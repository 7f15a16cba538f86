/// Link to a file kept in media storage. The path is percent-encoded here, so the result
/// is marked safe and keeps its slashes.
fn media_url(rel_path: String) -> minijinja::Value {
    minijinja::Value::from_safe_string(format!(
        "/media/{}",
        url_escape::encode_path(&rel_path)
    ))
}

lazy_static::lazy_static! {
    pub static ref TEMPLATES: minijinja::Environment<'static> = {
        let mut env = minijinja::Environment::new();
        for (name, template) in &[
            ("base.html.jinja", include_str!("../templates/base.html.jinja")),
            ("partials/recipe.html.jinja", include_str!("../templates/partials/recipe.html.jinja")),
            ("pages/home.html.jinja", include_str!("../templates/pages/home.html.jinja")),
            ("pages/category.html.jinja", include_str!("../templates/pages/category.html.jinja")),
            ("pages/recipe-view.html.jinja", include_str!("../templates/pages/recipe-view.html.jinja")),
        ] {
            env.add_template(name, template)
                .expect("Failed to register template");
        }
        env.add_filter("media_url", media_url);
        env
    };
}

#[cfg(test)]
mod tests {
    use super::*;
    use crate::catalog::RecipeView;
    use crate::models::{Category, Recipe, User};
    use minijinja::context;

    fn view(steps: &str, is_html: bool) -> RecipeView {
        RecipeView {
            recipe: Recipe {
                recipe_id: 7,
                title: "Bolo & Café".into(),
                description: "Para a tarde".into(),
                slug: "bolo-cafe".into(),
                preparation_time: 40,
                preparation_time_unit: "Minutos".into(),
                servings: 8,
                servings_unit: "Fatias".into(),
                preparation_steps: steps.into(),
                preparation_steps_is_html: is_html,
                created_at: "2024-03-09 10:00:00".into(),
                updated_at: "2024-03-09 10:00:00".into(),
                is_published: true,
                cover: Some("recipes/covers/2024/03/09/bolo.png".into()),
                category_id: Some(5),
                author_id: Some(3),
            },
            category: Some(Category {
                category_id: 5,
                name: "Doces".into(),
            }),
            author: Some(User {
                user_id: 3,
                username: "elias".into(),
                first_name: "Elias".into(),
                last_name: "Silva".into(),
            }),
        }
    }

    fn render_detail(view: RecipeView) -> String {
        TEMPLATES
            .get_template("pages/recipe-view.html.jinja")
            .unwrap()
            .render(context! { recipe => view, is_detail_page => true })
            .unwrap()
    }

    #[test]
    fn plain_steps_are_escaped() {
        let page = render_detail(view("<script>alert(1)</script>", false));
        assert!(!page.contains("<script>"));
        assert!(page.contains("&lt;script&gt;"));
    }

    #[test]
    fn html_steps_are_rendered_as_markup() {
        let page = render_detail(view("<ol><li>Bata</li></ol>", true));
        assert!(page.contains("<ol><li>Bata</li></ol>"));
    }

    #[test]
    fn detail_page_shows_references_and_cover() {
        let page = render_detail(view("Bata.", false));
        assert!(page.contains("Bolo &amp; Café | Recipes"));
        assert!(page.contains("/media/recipes/covers/2024/03/09/bolo.png"));
        assert!(page.contains("/recipes/category/5/"));
        assert!(page.contains("Elias Silva"));
        assert!(!page.contains("see more..."));
    }

    #[test]
    fn listings_link_to_detail_pages_without_steps() {
        let page = TEMPLATES
            .get_template("pages/home.html.jinja")
            .unwrap()
            .render(context! { recipes => vec![view("secret steps", false)] })
            .unwrap();
        assert!(page.contains("href=\"/recipes/7/\""));
        assert!(page.contains("see more..."));
        assert!(!page.contains("secret steps"));
    }

    #[test]
    fn media_urls_are_percent_encoded() {
        let url = media_url("recipes/covers/2024/03/09/a \"b\".png".into());
        assert_eq!(
            url.to_string(),
            "/media/recipes/covers/2024/03/09/a%20%22b%22.png"
        );
    }

    #[test]
    fn empty_home_page_says_so() {
        let page = TEMPLATES
            .get_template("pages/home.html.jinja")
            .unwrap()
            .render(context! { recipes => Vec::<RecipeView>::new() })
            .unwrap();
        assert!(page.contains("No recipes have been published yet."));
    }
}
use axum::{
    http,
    response::{IntoResponse, Response},
};

use crate::catalog::CatalogError;

pub type WebResult<T> = std::result::Result<T, WebError>;

#[derive(thiserror::Error, Debug)]
pub enum WebError {
    #[error("Internal Server Error: {0}")]
    Internal(#[from] anyhow::Error),
    #[error("Templating error: {0:#}")]
    Template(#[from] minijinja::Error),
    #[error("Not found")]
    NotFound,
}

impl From<CatalogError> for WebError {
    fn from(e: CatalogError) -> Self {
        match e {
            CatalogError::NotFound => WebError::NotFound,
            CatalogError::Store(e) => WebError::Internal(e),
        }
    }
}

impl IntoResponse for WebError {
    fn into_response(self) -> Response {
        // In development, we want to return the error message
        // In production, we want to return a generic error message
        let display = if cfg!(debug_assertions) {
            self.to_string()
        } else {
            "Internal Server Error".into()
        };
        match self {
            WebError::Internal(ref err) => {
                tracing::error!("Request failed: {:#}", err);
                (http::StatusCode::INTERNAL_SERVER_ERROR, display).into_response()
            }
            WebError::Template(ref err) => {
                tracing::error!("Rendering failed: {:#}", err);
                (http::StatusCode::INTERNAL_SERVER_ERROR, display).into_response()
            }
            WebError::NotFound => (http::StatusCode::NOT_FOUND, "Not Found").into_response(),
        }
    }
}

# EXERCISE GOAL:
Reproduce all the data precisely, word for word.

# YOUR RESPONSE:
repository 7f15a16cba538f86
/// Link to a file kept in media storage. The path is percent-encoded here, so the result
/// is marked safe and keeps its slashes.
fn media_url(rel_path: String) -> minijinja::Value {
    minijinja::Value::from_safe_string(format!(
        "/media/{}",
        url_escape::encode_path(&rel_path)
    ))
}

lazy_static::lazy_static! {
    pub static ref TEMPLATES: minijinja::Environment<'static> = {
        let mut env = minijinja::Environment::new();
        for (name, template) in &[
            ("base.html.jinja", include_str!("../templates/base.html.jinja")),
            ("partials/recipe.html.jinja", include_str!("../templates/partials/recipe.html.jinja")),
            ("pages/home.html.jinja", include_str!("../templates/pages/home.html.jinja")),
            ("pages/category.html.jinja", include_str!("../templates/pages/category.html.jinja")),
            ("pages/recipe-view.html.jinja", include_str!("../templates/pages/recipe-view.html.jinja")),
        ] {
            env.add_template(name, template)
                .expect("Failed to register template");
        }
        env.add_filter("media_url", media_url);
        env
    };
}

#[cfg(test)]
mod tests {
    use super::*;
    use crate::catalog::RecipeView;
    use crate::models::{Category, Recipe, User};
    use minijinja::context;

    fn view(steps: &str, is_html: bool) -> RecipeView {
        RecipeView {
            recipe: Recipe {
                recipe_id: 7,
                title: "Bolo & Café".into(),
                description: "Para a tarde".into(),
                slug: "bolo-cafe".into(),
                preparation_time: 40,
                preparation_time_unit: "Minutos".into(),
                servings: 8,
                servings_unit: "Fatias".into(),
                preparation_steps: steps.into(),
                preparation_steps_is_html: is_html,
                created_at: "2024-03-09 10:00:00".into(),
                updated_at: "2024-03-09 10:00:00".into(),
                is_published: true,
                cover: Some("recipes/covers/2024/03/09/bolo.png".into()),
                category_id: Some(5),
                author_id: Some(3),
            },
            category: Some(Category {
                category_id: 5,
                name: "Doces".into(),
            }),
            author: Some(User {
                user_id: 3,
                username: "elias".into(),
                first_name: "Elias".into(),
                last_name: "Silva".into(),
            }),
        }
    }

    fn render_detail(view: RecipeView) -> String {
        TEMPLATES
            .get_template("pages/recipe-view.html.jinja")
            .unwrap()
            .render(context! { recipe => view, is_detail_page => true })
            .unwrap()
    }

    #[test]
    fn plain_steps_are_escaped() {
        let page = render_detail(view("<script>alert(1)</script>", false));
        assert!(!page.contains("<script>"));
        assert!(page.contains("&lt;script&gt;"));
    }

    #[test]
    fn html_steps_are_rendered_as_markup() {
        let page = render_detail(view("<ol><li>Bata</li></ol>", true));
        assert!(page.contains("<ol><li>Bata</li></ol>"));
    }

    #[test]
    fn detail_page_shows_references_and_cover() {
        let page = render_detail(view("Bata.", false));
        assert!(page.contains("Bolo &amp; Café | Recipes"));
        assert!(page.contains("/media/recipes/covers/2024/03/09/bolo.png"));
        assert!(page.contains("/recipes/category/5/"));
        assert!(page.contains("Elias Silva"));
        assert!(!page.contains("see more..."));
    }

    #[test]
    fn listings_link_to_detail_pages_without_steps() {
        let page = TEMPLATES
            .get_template("pages/home.html.jinja")
            .unwrap()
            .render(context! { recipes => vec![view("secret steps", false)] })
            .unwrap();
        assert!(page.contains("href=\"/recipes/7/\""));
        assert!(page.contains("see more..."));
        assert!(!page.contains("secret steps"));
    }

    #[test]
    fn media_urls_are_percent_encoded() {
        let url = media_url("recipes/covers/2024/03/09/a \"b\".png".into());
        assert_eq!(
            url.to_string(),
            "/media/recipes/covers/2024/03/09/a%20%22b%22.png"
        );
    }

    #[test]
    fn empty_home_page_says_so() {
        let page = TEMPLATES
            .get_template("pages/home.html.jinja")
            .unwrap()
            .render(context! { recipes => Vec::<RecipeView>::new() })
            .unwrap();
        assert!(page.contains("No recipes have been published yet."));
    }
}
use axum::{
    http,
    response::{IntoResponse, Response},
};

use crate::catalog::CatalogError;

pub type WebResult<T> = std::result::Result<T, WebError>;

#[derive(thiserror::Error, Debug)]
pub enum WebError {
    #[error("Internal Server Error: {0}")]
    Internal(#[from] anyhow::Error),
    #[error("Templating error: {0:#}")]
    Template(#[from] minijinja::Error),
    #[error("Not found")]
    NotFound,
}

impl From<CatalogError> for WebError {
    fn from(e: CatalogError) -> Self {
        match e {
            CatalogError::NotFound => WebError::NotFound,
            CatalogError::Store(e) => WebError::Internal(e),
        }
    }
}

impl IntoResponse for WebError {
    fn into_response(self) -> Response {
        // In development, we want to return the error message
        // In production, we want to return a generic error message
        let display = if cfg!(debug_assertions) {
            self.to_string()
        } else {
            "Internal Server Error".into()
        };
        match self {
            WebError::Internal(ref err) => {
                tracing::error!("Request failed: {:#}", err);
                (http::StatusCode::INTERNAL_SERVER_ERROR, display).into_response()
            }
            WebError::Template(ref err) => {
                tracing::error!("Rendering failed: {:#}", err);
                (http::StatusCode::INTERNAL_SERVER_ERROR, display).into_response()
            }
            WebError::NotFound => (http::StatusCode::NOT_FOUND, "Not Found").into_response(),
        }
    }
}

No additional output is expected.